(Stored items)

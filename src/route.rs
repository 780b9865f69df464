use rust_decimal::Decimal;
use serde::{Deserialize, Serialize};

use crate::network::NetworkConditions;

/// Execution-priority bucket derived from congestion
#[derive(Debug, Clone, Copy, Default, PartialEq, Eq, Serialize, Deserialize)]
#[serde(rename_all = "snake_case")]
pub enum StrategyTier {
    #[default]
    Conservative,
    Normal,
    Aggressive,
}

impl std::fmt::Display for StrategyTier {
    fn fmt(&self, f: &mut std::fmt::Formatter<'_>) -> std::fmt::Result {
        match self {
            StrategyTier::Conservative => write!(f, "conservative"),
            StrategyTier::Normal => write!(f, "normal"),
            StrategyTier::Aggressive => write!(f, "aggressive"),
        }
    }
}

#[derive(Debug, Clone, Copy, Default, PartialEq, Eq, Serialize, Deserialize)]
pub struct RouteFees {
    pub trading_fees_usd: Decimal,
    pub network_fees_usd: Decimal,
}

#[derive(Debug, Clone, Copy, Default, PartialEq, Eq, Serialize, Deserialize)]
pub struct ExecutionParams {
    pub priority_fee: u64,
    pub strategy_tier: StrategyTier,
}

/// Two-leg round trip: buy base on `source_pool`, sell it on `dest_pool`.
///
/// Amounts are quote-token native units. The execution block is only
/// rewritten by `RouteBuilder`; everything else is fixed by the optimizer.
#[derive(Debug, Clone, PartialEq, Eq, Serialize, Deserialize)]
pub struct ArbitrageRoute {
    pub source_pool: String,
    pub dest_pool: String,
    pub input_amount: u64,
    /// Base received on the source leg
    pub intermediate_amount: u64,
    /// Quote received after the dest leg
    pub expected_output_amount: u64,
    pub expected_profit_usd: Decimal,
    pub fees: RouteFees,
    pub execution: ExecutionParams,
}

impl ArbitrageRoute {
    /// Execution block seeded from the current conditions, before finalization
    pub fn initial_execution(conditions: &NetworkConditions) -> ExecutionParams {
        ExecutionParams {
            priority_fee: conditions.recommended_priority_fee,
            strategy_tier: StrategyTier::Conservative,
        }
    }

    /// One-line summary for logging
    pub fn summary(&self) -> String {
        format!(
            "{} -> {} | in={} out={} | profit=${} | fees: trading=${} network=${} | priority={} ({})",
            self.source_pool,
            self.dest_pool,
            self.input_amount,
            self.expected_output_amount,
            self.expected_profit_usd.round_dp(4),
            self.fees.trading_fees_usd.round_dp(4),
            self.fees.network_fees_usd.round_dp(6),
            self.execution.priority_fee,
            self.execution.strategy_tier
        )
    }
}

/// Accepted route as emitted to the log sink, one JSON line each
#[derive(Debug, Clone, Serialize)]
pub struct RouteEvent {
    pub timestamp: String,
    pub cycle: u64,
    #[serde(flatten)]
    pub route: ArbitrageRoute,
}

impl RouteEvent {
    pub fn now(cycle: u64, route: ArbitrageRoute) -> Self {
        Self {
            timestamp: chrono::Utc::now().to_rfc3339(),
            cycle,
            route,
        }
    }

    pub fn to_json_line(&self) -> serde_json::Result<String> {
        serde_json::to_string(self)
    }
}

=== Your objective ===
Starting at the line that contains "pub struct ArbitrageRoute", quote each remaining line of the entries above, unchanged.

=== Task answer ===
pub struct ArbitrageRoute {
    pub source_pool: String,
    pub dest_pool: String,
    pub input_amount: u64,
    /// Base received on the source leg
    pub intermediate_amount: u64,
    /// Quote received after the dest leg
    pub expected_output_amount: u64,
    pub expected_profit_usd: Decimal,
    pub fees: RouteFees,
    pub execution: ExecutionParams,
}

impl ArbitrageRoute {
    /// Execution block seeded from the current conditions, before finalization
    pub fn initial_execution(conditions: &NetworkConditions) -> ExecutionParams {
        ExecutionParams {
            priority_fee: conditions.recommended_priority_fee,
            strategy_tier: StrategyTier::Conservative,
        }
    }

    /// One-line summary for logging
    pub fn summary(&self) -> String {
        format!(
            "{} -> {} | in={} out={} | profit=${} | fees: trading=${} network=${} | priority={} ({})",
            self.source_pool,
            self.dest_pool,
            self.input_amount,
            self.expected_output_amount,
            self.expected_profit_usd.round_dp(4),
            self.fees.trading_fees_usd.round_dp(4),
            self.fees.network_fees_usd.round_dp(6),
            self.execution.priority_fee,
            self.execution.strategy_tier
        )
    }
}

/// Accepted route as emitted to the log sink, one JSON line each
#[derive(Debug, Clone, Serialize)]
pub struct RouteEvent {
    pub timestamp: String,
    pub cycle: u64,
    #[serde(flatten)]
    pub route: ArbitrageRoute,
}

impl RouteEvent {
    pub fn now(cycle: u64, route: ArbitrageRoute) -> Self {
        Self {
            timestamp: chrono::Utc::now().to_rfc3339(),
            cycle,
            route,
        }
    }

    pub fn to_json_line(&self) -> serde_json::Result<String> {
        serde_json::to_string(self)
    }
}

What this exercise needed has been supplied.